Dulu ketika jabatan saya masih sebagai
Sales Admin area Indonesia Timur saya tentunya banyak bergaul dengan
teman-teman dari area Sulawesi dan sekitarnya. Mereka yang kebanyakan bersuku
Bugis punya banyak cerita yang sedih, lucu, dan menegangkan saat bercerita
mengenai pernikahan.
Dari beberapa teman wanita yang
saya kenal disana 50% belum menikah, alasannya apa hayo? Alasannya orang tua
mereka yang mematok uang panai yang cukup tinggi. Bahkan karena tingginya uang
panai yang diminta keluarga pihak perempuan banyak pasangan muda mudi yang
akhirnya memutuskan kawin lari atau memilih tinggal diluar Sulawesi untuk
menghindari membayar uang panai yang fantastis.

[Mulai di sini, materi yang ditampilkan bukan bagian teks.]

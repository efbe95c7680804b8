//! services/api/src/web/auth.rs
//!
//! The one public endpoint: issuing a session token.

use axum::{extract::State, Json};
use std::sync::Arc;

use crate::error::{ApiError, ErrorBody};
use crate::web::protocol::TokenResponse;
use crate::web::state::AppState;

/// GET /session-id - Start a new wizard session
#[utoipa::path(
    get,
    path = "/session-id",
    tag = "session",
    responses(
        (status = 200, description = "A new session token", body = TokenResponse),
        (status = 503, description = "Session storage unavailable", body = ErrorBody)
    )
)]
pub async fn session_id_handler(
    State(state): State<Arc<AppState>>,
) -> Result<Json<TokenResponse>, ApiError> {
    let token = state.auth.issue_token().await?;
    Ok(Json(TokenResponse {
        status: true,
        token,
    }))
}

Sebenarnya uang mahar bukan hanya
milik suku Bugis saja, hampir semua suku didunia menetapkan adanya uang mahar
sebagai salah satu syarat pernikahan. Jumlahnya tentu saja bervariatif
tergantung suku, pendidikan, derajat keluarga dan banyak faktor lainnya. Lantas
mengapa uang Panai di suku Bugis sangat fantastis nilainya?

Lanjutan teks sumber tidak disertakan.